Alors même que ce point n’est pas contesté, la Cour de cassation retient que les médias, en premier lieu, et les parents de la jeune fille, en tout état de cause, l’avaient fatalement mise en garde. Par la suite, la victime ayant été mère par trois fois, le médecin qui suivait ses grossesses l’avait nécessairement informée des méfaits du tabac.

En effet, pour la cour suprême, l’information par la SEITA aurait été inutile dans la mesure où la victime « ne pouvait légitimement s’attendre à la sécurité d’un tel produit ».

L’obligation d’information pèserait donc sur d’autres que le fabricant.

Le deuxième moyen invoqué par la famille concernait la violation de l’obligation de sécurité elle-même.

La Cour de cassation répond que « il n’est pas établi que les cigarettes fabriquées et vendues par la SEITA présentait un vice ou un défaut de fabrication de nature à créer un danger pour les personnes ; que par suite, en l’absence de défaut de sécurité du tabac, dont seul l’usage excessif (ce qui est le cas en l’espèce) est dommageable », la responsabilité de la SEITA n’est pas engagée. C’est étonnant !

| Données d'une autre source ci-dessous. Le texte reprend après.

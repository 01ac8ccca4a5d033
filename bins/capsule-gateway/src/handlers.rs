// HTTP route handlers for the Capsule gateway

use axum::{
    extract::{
        ws::{Message, WebSocket, WebSocketUpgrade},
        Query, State,
    },
    http::StatusCode,
    response::{IntoResponse, Response},
};
use bytes::Bytes;
use capsule_common::{ExitStatus, SessionError, SessionRequest, TerminalSize};
use capsule_engine::{Console, ConsoleEvent, ContainerRuntime};
use futures_util::{future, sink, Sink, SinkExt, Stream, StreamExt};
use serde::Deserialize;
use std::io;
use std::sync::Arc;
use tokio::sync::mpsc;
use tracing::{error, info, warn};

use crate::metrics;
use crate::protocol::{self, ServerMessage};
use crate::AppState;

/// Frames buffered toward a slow client before the container's output backs up
const OUTBOUND_BUFFER: usize = 64;

#[derive(Debug, Deserialize)]
pub struct SessionQuery {
    pub image: Option<String>,
    pub command: Option<String>,
    pub rows: Option<u16>,
    pub cols: Option<u16>,
}

impl SessionQuery {
    fn initial_size(&self) -> Option<TerminalSize> {
        match (self.rows, self.cols) {
            (Some(rows), Some(cols)) => Some(TerminalSize::new(rows, cols)).filter(TerminalSize::is_usable),
            _ => None,
        }
    }
}

/// GET /status - Health check endpoint
pub async fn health_check() -> impl IntoResponse {
    (StatusCode::OK, "OK")
}

/// GET /metrics - Prometheus exposition
pub async fn metrics_handler() -> impl IntoResponse {
    match metrics::render() {
        Ok(text) => (StatusCode::OK, text).into_response(),
        Err(e) => {
            error!(error = %e, "Failed to render metrics");
            (StatusCode::INTERNAL_SERVER_ERROR, e.to_string()).into_response()
        }
    }
}

/// GET /session - Upgrade to a WebSocket and run one interactive container on it
pub async fn open_session<R: ContainerRuntime>(
    ws: WebSocketUpgrade,
    State(state): State<Arc<AppState<R>>>,
    Query(query): Query<SessionQuery>,
) -> Response {
    ws.on_upgrade(move |socket| run_socket_session(socket, query, state))
}

async fn run_socket_session<R: ContainerRuntime>(socket: WebSocket, query: SessionQuery, state: Arc<AppState<R>>) {
    let (mut sender, receiver) = socket.split();

    // Single writer owns the socket's send half; the session and the final status share it
    let (tx, mut rx) = mpsc::channel::<Message>(OUTBOUND_BUFFER);
    let writer = tokio::spawn(async move {
        while let Some(frame) = rx.recv().await {
            if sender.send(frame).await.is_err() {
                break;
            }
        }
        let _ = sender.close().await;
    });

    let events = Box::pin(
        receiver
            .take_while(|frame| future::ready(!matches!(frame, Ok(Message::Close(_)))))
            .filter_map(|frame| future::ready(protocol::console_event(frame))),
    );
    let output = Box::pin(sink::unfold(tx.clone(), |tx, chunk: Bytes| async move {
        tx.send(Message::Binary(chunk.to_vec()))
            .await
            .map_err(|_| io::Error::new(io::ErrorKind::BrokenPipe, "websocket client went away"))?;
        Ok::<_, io::Error>(tx)
    }));

    let mut console = Console::new(events, output);
    if let Some(size) = query.initial_size() {
        console = console.with_initial_size(size);
    }

    let request = state
        .launcher
        .request(query.image.as_deref(), query.command.as_deref());
    info!(image = %request.image, command = %request.command, "WebSocket session opened");

    let outcome = run_console_session(&state, request, console).await;

    // Client may already be gone; nothing left to report to in that case
    let _ = tx.send(ServerMessage::from_outcome(&outcome).into_frame()).await;
    let _ = tx.send(Message::Close(None)).await;
    drop(tx);
    let _ = writer.await;
}

/// Run one session under the gateway's shutdown token. The session stays
/// tracked until its container has been stopped and removed.
pub(crate) async fn run_console_session<R, I, O>(
    state: &AppState<R>,
    request: SessionRequest,
    console: Console<I, O>,
) -> Result<ExitStatus, SessionError>
where
    R: ContainerRuntime,
    I: Stream<Item = io::Result<ConsoleEvent>> + Unpin + Send,
    O: Sink<Bytes, Error = io::Error> + Unpin + Send,
{
    metrics::SESSIONS_STARTED.inc();
    metrics::SESSIONS_ACTIVE.inc();
    let outcome = state
        .sessions
        .track_future(state.launcher.run(request, console, state.shutdown.child_token()))
        .await;
    metrics::SESSIONS_ACTIVE.dec();

    match &outcome {
        Ok(status) => {
            metrics::SESSIONS_FINISHED.inc();
            info!(code = status.code, "WebSocket session finished");
        }
        Err(e) => {
            metrics::SESSIONS_FAILED.with_label_values(&[e.kind()]).inc();
            warn!(kind = e.kind(), error = %e, "WebSocket session failed");
        }
    }
    outcome
}

#[cfg(test)]
mod tests {
    use super::*;
    use crate::shutdown;
    use async_trait::async_trait;
    use capsule_common::{ContainerHandle, LauncherConfig, PullPolicy};
    use capsule_engine::runtime::AttachedStream;
    use capsule_engine::SessionLauncher;
    use futures_util::stream;
    use std::pin::Pin;
    use std::sync::Mutex;
    use std::time::Duration;
    use tokio_util::sync::CancellationToken;
    use tokio_util::task::TaskTracker;

    /// Container that runs until stopped; stopping takes a moment, like a grace period
    #[derive(Default)]
    struct SlowStopRuntime {
        calls: Mutex<Vec<&'static str>>,
    }

    impl SlowStopRuntime {
        fn record(&self, call: &'static str) {
            self.calls.lock().unwrap().push(call);
        }

        fn count(&self, call: &str) -> usize {
            self.calls.lock().unwrap().iter().filter(|c| **c == call).count()
        }
    }

    #[async_trait]
    impl ContainerRuntime for SlowStopRuntime {
        async fn ping(&self) -> Result<(), SessionError> {
            Ok(())
        }

        async fn ensure_image(&self, _image: &str, _policy: PullPolicy) -> Result<(), SessionError> {
            Ok(())
        }

        async fn create_container(&self, _request: &SessionRequest) -> Result<ContainerHandle, SessionError> {
            self.record("create");
            Ok(ContainerHandle::new("0123456789abcdef", "capsule-gateway-test"))
        }

        async fn attach(&self, _handle: &ContainerHandle) -> Result<AttachedStream, SessionError> {
            Ok(AttachedStream {
                output: Box::pin(stream::pending()),
                input: Box::pin(tokio::io::sink()),
            })
        }

        async fn start(&self, _handle: &ContainerHandle) -> Result<(), SessionError> {
            self.record("start");
            Ok(())
        }

        async fn resize(&self, _handle: &ContainerHandle, _size: TerminalSize) -> Result<(), SessionError> {
            Ok(())
        }

        async fn wait(&self, _handle: &ContainerHandle) -> Result<ExitStatus, SessionError> {
            Ok(ExitStatus::new(137))
        }

        async fn stop(&self, _handle: &ContainerHandle, _grace: Duration) -> Result<(), SessionError> {
            tokio::time::sleep(Duration::from_millis(200)).await;
            self.record("stop");
            Ok(())
        }

        async fn remove(&self, _handle: &ContainerHandle) -> Result<(), SessionError> {
            self.record("remove");
            Ok(())
        }
    }

    type Events = Pin<Box<dyn Stream<Item = io::Result<ConsoleEvent>> + Send>>;
    type Output = Pin<Box<dyn Sink<Bytes, Error = io::Error> + Send>>;

    fn silent_console() -> Console<Events, Output> {
        let events: Events = Box::pin(stream::pending());
        let output: Output = Box::pin(sink::unfold((), |(), _chunk: Bytes| async move {
            Ok::<_, io::Error>(())
        }));
        Console::new(events, output)
    }

    /// Test: shutdown waits until a running session's container is stopped and removed
    #[tokio::test]
    async fn test_shutdown_drains_session_cleanup() {
        let runtime = Arc::new(SlowStopRuntime::default());
        let config = LauncherConfig {
            stop_grace_secs: 0,
            cleanup_timeout_secs: 2,
            ..Default::default()
        };
        let state = Arc::new(AppState {
            launcher: SessionLauncher::new(runtime.clone(), config),
            shutdown: CancellationToken::new(),
            sessions: TaskTracker::new(),
        });

        let session_state = state.clone();
        let session = tokio::spawn(async move {
            let request = session_state.launcher.request(Some("alpine:3"), Some("/bin/sh"));
            run_console_session(&session_state, request, silent_console()).await
        });

        tokio::time::timeout(Duration::from_secs(5), async {
            while runtime.count("start") == 0 {
                tokio::time::sleep(Duration::from_millis(10)).await;
            }
        })
        .await
        .expect("session should reach start");

        state.shutdown.cancel();
        assert!(shutdown::drain_sessions(&state.sessions, Duration::from_secs(5)).await);

        // Everything has been cleaned up by the time the drain returns
        assert_eq!(runtime.count("stop"), 1);
        assert_eq!(runtime.count("remove"), 1);

        let outcome = session.await.unwrap();
        assert!(matches!(outcome, Err(SessionError::Cancelled)));
    }

    /// Test: a session opened after shutdown began never creates a container
    #[tokio::test]
    async fn test_session_after_shutdown_is_cancelled() {
        let runtime = Arc::new(SlowStopRuntime::default());
        let state = AppState {
            launcher: SessionLauncher::new(runtime.clone(), LauncherConfig::default()),
            shutdown: CancellationToken::new(),
            sessions: TaskTracker::new(),
        };
        state.shutdown.cancel();

        let request = state.launcher.request(None, None);
        let outcome = run_console_session(&state, request, silent_console()).await;

        assert!(matches!(outcome, Err(SessionError::Cancelled)));
        assert_eq!(runtime.count("create"), 0);
    }

    #[test]
    fn test_initial_size_requires_both_dimensions() {
        let query = SessionQuery { image: None, command: None, rows: Some(24), cols: Some(80) };
        assert_eq!(query.initial_size(), Some(TerminalSize::new(24, 80)));

        let query = SessionQuery { image: None, command: None, rows: Some(24), cols: None };
        assert!(query.initial_size().is_none());

        let query = SessionQuery { image: None, command: None, rows: Some(0), cols: Some(80) };
        assert!(query.initial_size().is_none());
    }
}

Le fumeur est donc puni, il n’a pas le droit à la sécurité ou plutôt, il doit assumer les conséquences de ses actes, commis en connaissance de cause – si tant est qu’un jeune de 13 ans soit convaincu par les mises en garde des médias et ne fume pas en cachette de ses parents.

La victime n’établissant ni le défaut d’information, ni le caractère défectueux du produit, le lien de causalité n’est pas établi et le fabricant du produit n’est pas responsable du décès causé par la consommation excessive.

La prochaine étape sera donc sans doute celle où le non-fumeur victime du tabagisme passif, s’adressera à la SEITA, puis à la justice.